A man loses his way in the desert. The relentless sun scorches him. The hot wind saps his strength. In desperation he petitions heaven. “Lord,” he prays, “I’m about to die. Please lead me to water so that I can quench my raging thirst!” After wandering about for a few more minutes, the fellow happens on a natural rock pocket filled with clear water. “Never mind, Lord,” he says, “I found it myself.”
A man is lost in the desert of sin. Guilt and shame dry up his soul. Ungodly habits weather his face. In desperation he looks to God for life. Jesus says that “whoever drinks of the water that I shall give him will never thirst; the water that I shall give him will become in him a spring of water welling up to eternal life” (John 4:14). The Lord offers life, and the sinner believes. His parched soul eagerly receives the living water that Christ alone can give.

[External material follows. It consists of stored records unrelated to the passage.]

//! Error types shared across the relay core.

use thiserror::Error;

/// Errors raised by the local persistence layer.
#[derive(Error, Debug)]
pub enum StorageError {
    /// IO error (file system operations)
    #[error("IO error: {message}")]
    Io { message: String },

    /// Serialization/deserialization error
    #[error("Serialization error: {format} - {message}")]
    Serialization { format: String, message: String },
}

impl From<std::io::Error> for StorageError {
    fn from(err: std::io::Error) -> Self {
        Self::Io {
            message: format!("{} (kind: {:?})", err, err.kind()),
        }
    }
}

impl From<serde_json::Error> for StorageError {
    fn from(err: serde_json::Error) -> Self {
        Self::Serialization {
            format: "JSON".to_string(),
            message: err.to_string(),
        }
    }
}

/// Errors raised while resolving the application configuration.
#[derive(Error, Debug)]
pub enum ConfigError {
    /// The config file exists but could not be read.
    #[error("Failed to read config file {path}: {message}")]
    Read { path: String, message: String },

    /// The config file exists but is not valid TOML.
    #[error("Serialization error: TOML - {0}")]
    Parse(String),

    /// No webhook URL in the config file, the environment, or defaults.
    #[error("No webhook URL configured: set [webhook] url or RELAY_WEBHOOK_URL")]
    MissingWebhookUrl,
}

impl From<toml::de::Error> for ConfigError {
    fn from(err: toml::de::Error) -> Self {
        Self::Parse(err.to_string())
    }
}

/// A type alias for `Result<T, StorageError>`.
pub type StorageResult<T> = std::result::Result<T, StorageError>;
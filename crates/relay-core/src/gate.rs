//! Single-flight send gate.
//!
//! The coordinator is either Idle or Sending. `SendGate` hands out at most
//! one [`SendPermit`] at a time; dropping the permit restores Idle on every
//! exit path (success, failure, or panic-unwind through the send).

use std::sync::Arc;
use std::sync::atomic::{AtomicBool, Ordering};

/// Gate guarding the single in-flight send.
#[derive(Clone, Default)]
pub struct SendGate {
    sending: Arc<AtomicBool>,
}

impl SendGate {
    pub fn new() -> Self {
        Self::default()
    }

    /// Attempts to move Idle → Sending.
    ///
    /// Returns `None` while a permit is outstanding; there is no queueing.
    pub fn acquire(&self) -> Option<SendPermit> {
        let was_idle = self
            .sending
            .compare_exchange(false, true, Ordering::AcqRel, Ordering::Acquire)
            .is_ok();

        was_idle.then(|| SendPermit {
            sending: Arc::clone(&self.sending),
        })
    }

    /// Returns true while a send is in flight.
    pub fn is_sending(&self) -> bool {
        self.sending.load(Ordering::Acquire)
    }
}

/// Proof of the Sending state. Dropping it restores Idle.
pub struct SendPermit {
    sending: Arc<AtomicBool>,
}

impl Drop for SendPermit {
    fn drop(&mut self) {
        self.sending.store(false, Ordering::Release);
    }
}
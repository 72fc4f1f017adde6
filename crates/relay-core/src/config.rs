//! Application configuration.
//!
//! Resolution priority for every setting: config file, then environment,
//! then built-in default. The webhook URL has no default; starting without
//! one is a configuration error.

use std::path::{Path, PathBuf};

use serde::{Deserialize, Serialize};

use crate::error::ConfigError;

/// Environment variable overriding the webhook URL.
pub const WEBHOOK_URL_ENV: &str = "RELAY_WEBHOOK_URL";
/// Environment variable overriding the storage directory.
pub const STORAGE_DIR_ENV: &str = "RELAY_STORAGE_DIR";

/// Root of the TOML config file.
#[derive(Deserialize, Serialize, Debug, Clone, Default)]
pub struct RelayConfig {
    #[serde(default)]
    pub webhook: WebhookSettings,
    #[serde(default)]
    pub storage: StorageSettings,
}

#[derive(Deserialize, Serialize, Debug, Clone, Default)]
pub struct WebhookSettings {
    /// Endpoint URL every send is POSTed to.
    pub url: Option<String>,
}

#[derive(Deserialize, Serialize, Debug, Clone, Default)]
pub struct StorageSettings {
    /// Directory holding `chats.json` and `session_id`.
    pub dir: Option<PathBuf>,
}

impl RelayConfig {
    /// Loads the config file at `path`, or an empty config when the file
    /// does not exist.
    ///
    /// # Errors
    ///
    /// Returns an error if the file exists but cannot be read or parsed.
    pub fn load(path: &Path) -> Result<Self, ConfigError> {
        if !path.exists() {
            return Ok(Self::default());
        }

        let text = std::fs::read_to_string(path).map_err(|err| ConfigError::Read {
            path: path.display().to_string(),
            message: err.to_string(),
        })?;

        Ok(toml::from_str(&text)?)
    }

    /// Loads from the default location (`<config-dir>/relay/config.toml`),
    /// or an empty config when the directory cannot be determined.
    pub fn load_default() -> Result<Self, ConfigError> {
        match default_config_path() {
            Some(path) => Self::load(&path),
            None => Ok(Self::default()),
        }
    }

    /// Resolves the webhook URL: file, then `RELAY_WEBHOOK_URL`.
    ///
    /// # Errors
    ///
    /// Returns [`ConfigError::MissingWebhookUrl`] when neither is set.
    pub fn webhook_url(&self) -> Result<String, ConfigError> {
        if let Some(url) = non_blank(self.webhook.url.as_deref()) {
            return Ok(url);
        }

        std::env::var(WEBHOOK_URL_ENV)
            .ok()
            .and_then(|value| non_blank(Some(&value)))
            .ok_or(ConfigError::MissingWebhookUrl)
    }

    /// Resolves the storage directory: file, then `RELAY_STORAGE_DIR`,
    /// then `~/.relay`.
    pub fn storage_dir(&self) -> PathBuf {
        if let Some(dir) = &self.storage.dir {
            return dir.clone();
        }

        if let Ok(dir) = std::env::var(STORAGE_DIR_ENV)
            && !dir.trim().is_empty()
        {
            return PathBuf::from(dir);
        }

        dirs::home_dir()
            .unwrap_or_else(|| PathBuf::from("."))
            .join(".relay")
    }
}

/// Returns the default config file path, `<config-dir>/relay/config.toml`.
pub fn default_config_path() -> Option<PathBuf> {
    dirs::config_dir().map(|dir| dir.join("relay").join("config.toml"))
}

fn non_blank(value: Option<&str>) -> Option<String> {
    value
        .map(str::trim)
        .filter(|value| !value.is_empty())
        .map(str::to_string)
}
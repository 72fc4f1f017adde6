//! Durable session identity.
//!
//! The remote endpoint threads conversations by session token rather than by
//! chat id, so the token lives on disk and survives restarts. Starting a new
//! chat rotates it.

use std::fs;
use std::path::{Path, PathBuf};

use uuid::Uuid;

use crate::error::StorageResult;

const SESSION_ID_FILE: &str = "session_id";

/// Persists the session token to `<base_dir>/session_id`.
pub struct IdentityStore {
    base_dir: PathBuf,
}

impl IdentityStore {
    /// Creates an `IdentityStore` rooted at the given directory.
    ///
    /// The directory is created if it does not exist.
    pub fn new(base_dir: impl AsRef<Path>) -> StorageResult<Self> {
        let base_dir = base_dir.as_ref().to_path_buf();
        fs::create_dir_all(&base_dir)?;
        Ok(Self { base_dir })
    }

    /// Returns the persisted session token, minting and persisting a fresh
    /// one if none exists yet.
    ///
    /// A missing file is "not found", not an error; only an unreadable or
    /// unwritable store fails.
    pub fn load_or_create(&self) -> StorageResult<String> {
        let path = self.token_path();

        if path.exists() {
            let token = fs::read_to_string(&path)?;
            let token = token.trim();
            if !token.is_empty() {
                return Ok(token.to_string());
            }
        }

        self.rotate()
    }

    /// Mints a new session token, persists it, and returns it.
    ///
    /// Called when starting a new chat so subsequent requests carry a fresh
    /// token and the remote endpoint opens a new conversation thread.
    pub fn rotate(&self) -> StorageResult<String> {
        let token = Uuid::new_v4().to_string();
        fs::write(self.token_path(), &token)?;
        Ok(token)
    }

    fn token_path(&self) -> PathBuf {
        self.base_dir.join(SESSION_ID_FILE)
    }
}
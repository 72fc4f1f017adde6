//! Chat collection persistence.
//!
//! `ChatStorage` handles reading and writing the chat collection as a single
//! JSON document in the storage directory:
//!
//! ```text
//! base_dir/
//! ├── chats.json     # array of at most 20 chats
//! └── session_id     # owned by IdentityStore
//! ```

use std::fs;
use std::path::{Path, PathBuf};

use crate::error::StorageResult;
use crate::session::Chat;

const CHATS_FILE: &str = "chats.json";

/// Number of chats retained on disk. Older entries are evicted first.
pub const MAX_STORED_CHATS: usize = 20;

/// Persists the chat collection to the filesystem.
pub struct ChatStorage {
    base_dir: PathBuf,
}

impl ChatStorage {
    /// Creates a `ChatStorage` rooted at the given directory.
    ///
    /// The directory is created if it does not exist.
    pub fn new(base_dir: impl AsRef<Path>) -> StorageResult<Self> {
        let base_dir = base_dir.as_ref().to_path_buf();
        fs::create_dir_all(&base_dir)?;
        Ok(Self { base_dir })
    }

    /// Loads the persisted chat collection.
    ///
    /// A missing file yields an empty collection. Malformed content is
    /// logged and discarded, also yielding an empty collection; parse
    /// failures are never surfaced to the caller.
    pub fn load(&self) -> StorageResult<Vec<Chat>> {
        let path = self.chats_path();

        if !path.exists() {
            return Ok(Vec::new());
        }

        let json = fs::read_to_string(&path)?;

        match serde_json::from_str(&json) {
            Ok(chats) => Ok(chats),
            Err(err) => {
                tracing::warn!(
                    path = %path.display(),
                    error = %err,
                    "discarding unreadable chat history"
                );
                Ok(Vec::new())
            }
        }
    }

    /// Saves the chat collection, keeping only the most recent
    /// [`MAX_STORED_CHATS`] entries.
    ///
    /// Must be called after every mutation so a reload never loses
    /// acknowledged state newer than the retention window.
    pub fn save(&self, chats: &[Chat]) -> StorageResult<()> {
        let start = chats.len().saturating_sub(MAX_STORED_CHATS);
        let recent = &chats[start..];

        let json = serde_json::to_string_pretty(recent)?;
        fs::write(self.chats_path(), json)?;

        Ok(())
    }

    fn chats_path(&self) -> PathBuf {
        self.base_dir.join(CHATS_FILE)
    }
}

#[cfg(test)]
mod tests {
    use super::*;
    use crate::session::MessageSender;
    use tempfile::TempDir;

    fn chat_with_message(text: &str) -> Chat {
        let mut chat = Chat::new();
        chat.push_message(MessageSender::User, text);
        chat
    }

    #[test]
    fn test_save_and_load_round_trip() {
        let temp_dir = TempDir::new().unwrap();
        let storage = ChatStorage::new(temp_dir.path()).unwrap();

        let chats = vec![chat_with_message("Hello"), chat_with_message("World")];
        storage.save(&chats).unwrap();

        let loaded = storage.load().unwrap();
        assert_eq!(loaded, chats);
    }

    #[test]
    fn test_load_without_file_is_empty() {
        let temp_dir = TempDir::new().unwrap();
        let storage = ChatStorage::new(temp_dir.path()).unwrap();

        assert!(storage.load().unwrap().is_empty());
    }

    #[test]
    fn test_save_keeps_last_twenty() {
        let temp_dir = TempDir::new().unwrap();
        let storage = ChatStorage::new(temp_dir.path()).unwrap();

        let chats: Vec<Chat> = (0..25)
            .map(|index| chat_with_message(&format!("chat {index}")))
            .collect();
        storage.save(&chats).unwrap();

        let loaded = storage.load().unwrap();
        assert_eq!(loaded.len(), MAX_STORED_CHATS);
        // Oldest entries were evicted first: the suffix survives.
        assert_eq!(loaded, chats[5..]);
    }

    #[test]
    fn test_corrupt_file_loads_as_empty() {
        let temp_dir = TempDir::new().unwrap();
        let storage = ChatStorage::new(temp_dir.path()).unwrap();
        fs::write(temp_dir.path().join(CHATS_FILE), "{not json").unwrap();

        assert!(storage.load().unwrap().is_empty());
    }

    #[test]
    fn test_messages_survive_round_trip_in_order() {
        let temp_dir = TempDir::new().unwrap();
        let storage = ChatStorage::new(temp_dir.path()).unwrap();

        let mut chat = Chat::new();
        chat.push_message(MessageSender::User, "first");
        chat.push_message(MessageSender::Assistant, "second");
        chat.push_message(MessageSender::User, "third");

        storage.save(std::slice::from_ref(&chat)).unwrap();
        let loaded = storage.load().unwrap();

        let texts: Vec<_> = loaded[0].messages.iter().map(|m| m.text.as_str()).collect();
        assert_eq!(texts, ["first", "second", "third"]);
    }
}
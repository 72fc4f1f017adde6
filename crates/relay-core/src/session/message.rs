//! Conversation message types.
//!
//! This module contains types for representing messages in a conversation,
//! including senders and message content.

use serde::{Deserialize, Serialize};

/// Represents the sender of a message in a conversation.
#[derive(Debug, Clone, Copy, PartialEq, Eq, Serialize, Deserialize)]
#[serde(rename_all = "lowercase")]
pub enum MessageSender {
    /// Message from the user.
    User,
    /// Message from the remote assistant.
    Assistant,
}

/// A single message in a conversation history.
///
/// Each message has a sender (user or assistant), text content,
/// and a timestamp indicating when it was created.
#[derive(Debug, Clone, PartialEq, Eq, Serialize, Deserialize)]
pub struct ChatMessage {
    /// The sender of the message.
    pub sender: MessageSender,
    /// The text content of the message.
    pub text: String,
    /// Timestamp when the message was created (ISO 8601 format).
    pub timestamp: String,
}

impl ChatMessage {
    /// Creates a message stamped with the current time.
    pub fn now(sender: MessageSender, text: impl Into<String>) -> Self {
        Self {
            sender,
            text: text.into(),
            timestamp: chrono::Utc::now().to_rfc3339(),
        }
    }
}
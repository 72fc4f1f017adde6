//! Chat domain model.
//!
//! This module contains the core `Chat` entity: one conversation thread
//! with its ordered message history and display title.

use serde::{Deserialize, Serialize};
use uuid::Uuid;

use super::message::{ChatMessage, MessageSender};

/// Title used for chats that have not received a user message yet.
pub const DEFAULT_CHAT_TITLE: &str = "New Chat";

/// Maximum number of characters kept when deriving a title from the first
/// user message.
pub const TITLE_MAX_CHARS: usize = 30;

/// Marker appended to a derived title that was truncated.
const TITLE_ELLIPSIS: &str = "...";

/// One conversation thread.
///
/// A chat contains:
/// - A unique, immutable identifier
/// - A display title, frozen once derived from the first user message
/// - The ordered, append-only message history
/// - A creation timestamp
///
/// Field names follow the persisted wire format, so a saved collection reads
/// as `[{"id", "title", "messages", "createdAt"}]`.
#[derive(Debug, Clone, PartialEq, Eq, Serialize, Deserialize)]
#[serde(rename_all = "camelCase")]
pub struct Chat {
    /// Unique chat identifier (UUID format).
    pub id: String,
    /// Human-readable chat title.
    pub title: String,
    /// Conversation history, in insertion order.
    pub messages: Vec<ChatMessage>,
    /// Timestamp when the chat was created (ISO 8601 format).
    pub created_at: String,
}

impl Chat {
    /// Creates a new empty chat with a fresh id and the default title.
    pub fn new() -> Self {
        Self {
            id: Uuid::new_v4().to_string(),
            title: DEFAULT_CHAT_TITLE.to_string(),
            messages: Vec::new(),
            created_at: chrono::Utc::now().to_rfc3339(),
        }
    }

    /// Appends a message, freezing the title if this is the first user
    /// message of the chat.
    ///
    /// The history is append-only: messages are never edited or removed,
    /// and insertion order is display order.
    pub fn push_message(&mut self, sender: MessageSender, text: impl Into<String>) {
        let text = text.into();

        if self.messages.is_empty() && sender == MessageSender::User {
            self.title = derive_title(&text);
        }

        self.messages.push(ChatMessage::now(sender, text));
    }
}

impl Default for Chat {
    fn default() -> Self {
        Self::new()
    }
}

/// Derives a chat title from the first user message.
///
/// The text is truncated to [`TITLE_MAX_CHARS`] characters (not bytes, so
/// multi-byte input never splits a character) with `...` appended when
/// truncation occurred.
pub fn derive_title(text: &str) -> String {
    let mut chars = text.chars();
    let truncated: String = chars.by_ref().take(TITLE_MAX_CHARS).collect();

    if chars.next().is_some() {
        format!("{truncated}{TITLE_ELLIPSIS}")
    } else {
        truncated
    }
}

#[cfg(test)]
mod tests {
    use super::*;

    #[test]
    fn test_new_chat_has_default_title_and_no_messages() {
        let chat = Chat::new();
        assert_eq!(chat.title, DEFAULT_CHAT_TITLE);
        assert!(chat.messages.is_empty());
        assert!(!chat.id.is_empty());
    }

    #[test]
    fn test_derive_title_short_text_unchanged() {
        assert_eq!(derive_title("Hello"), "Hello");
    }

    #[test]
    fn test_derive_title_truncates_at_thirty_chars() {
        // 38 characters in, first 30 out plus the marker.
        let text = "Hello there, how are you today please";
        assert_eq!(derive_title(text), "Hello there, how are you today...");
    }

    #[test]
    fn test_derive_title_counts_chars_not_bytes() {
        let text = "んんんんんんんんんんんんんんんんんんんんんんんんんんんんんんX";
        let title = derive_title(text);
        assert_eq!(title.chars().count(), TITLE_MAX_CHARS + TITLE_ELLIPSIS.len());
        assert!(title.ends_with("..."));
    }

    #[test]
    fn test_title_frozen_after_first_user_message() {
        let mut chat = Chat::new();
        chat.push_message(MessageSender::User, "First question");
        assert_eq!(chat.title, "First question");

        chat.push_message(MessageSender::Assistant, "An answer");
        chat.push_message(MessageSender::User, "A different follow-up");
        assert_eq!(chat.title, "First question");
    }

    #[test]
    fn test_leading_assistant_message_does_not_set_title() {
        let mut chat = Chat::new();
        chat.push_message(MessageSender::Assistant, "Unprompted greeting");
        assert_eq!(chat.title, DEFAULT_CHAT_TITLE);

        // The title stays at the default; only a first *user* message may
        // claim it, and here the first slot is already taken.
        chat.push_message(MessageSender::User, "Actual question");
        assert_eq!(chat.title, DEFAULT_CHAT_TITLE);
    }

    #[test]
    fn test_messages_keep_insertion_order() {
        let mut chat = Chat::new();
        for index in 0..5 {
            chat.push_message(MessageSender::User, format!("message {index}"));
        }

        let texts: Vec<_> = chat.messages.iter().map(|m| m.text.as_str()).collect();
        assert_eq!(
            texts,
            ["message 0", "message 1", "message 2", "message 3", "message 4"]
        );
    }

    #[test]
    fn test_wire_format_field_names() {
        let chat = Chat {
            id: "abc".to_string(),
            title: "T".to_string(),
            messages: vec![],
            created_at: "2024-01-01T00:00:00+00:00".to_string(),
        };

        let json = serde_json::to_value(&chat).unwrap();
        assert!(json.get("createdAt").is_some());
        assert!(json.get("created_at").is_none());
    }
}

But after drinking deep from the wells of salvation, the sinner may begin to think that new life is his own doing. He smugly admires his improved character and revels in the pleasures of serving and giving. Why, he wonders, are other people so ignorant and foolish? Can’t they see the plain truth?
Such arrogance is inconsistent with true discipleship. Salvation is a gift that a person neither finds on his own nor ever deserves. Paul says that “we ourselves were once foolish, disobedient, led astray, slaves to various passions and pleasures […]; but when the goodness and loving kindness of God our Savior appeared, he saved us, not because of deeds done by us in righteousness, but in virtue of his own mercy, by the washing of regeneration and renewal in the Holy Spirit” (Tit. 3:3-5).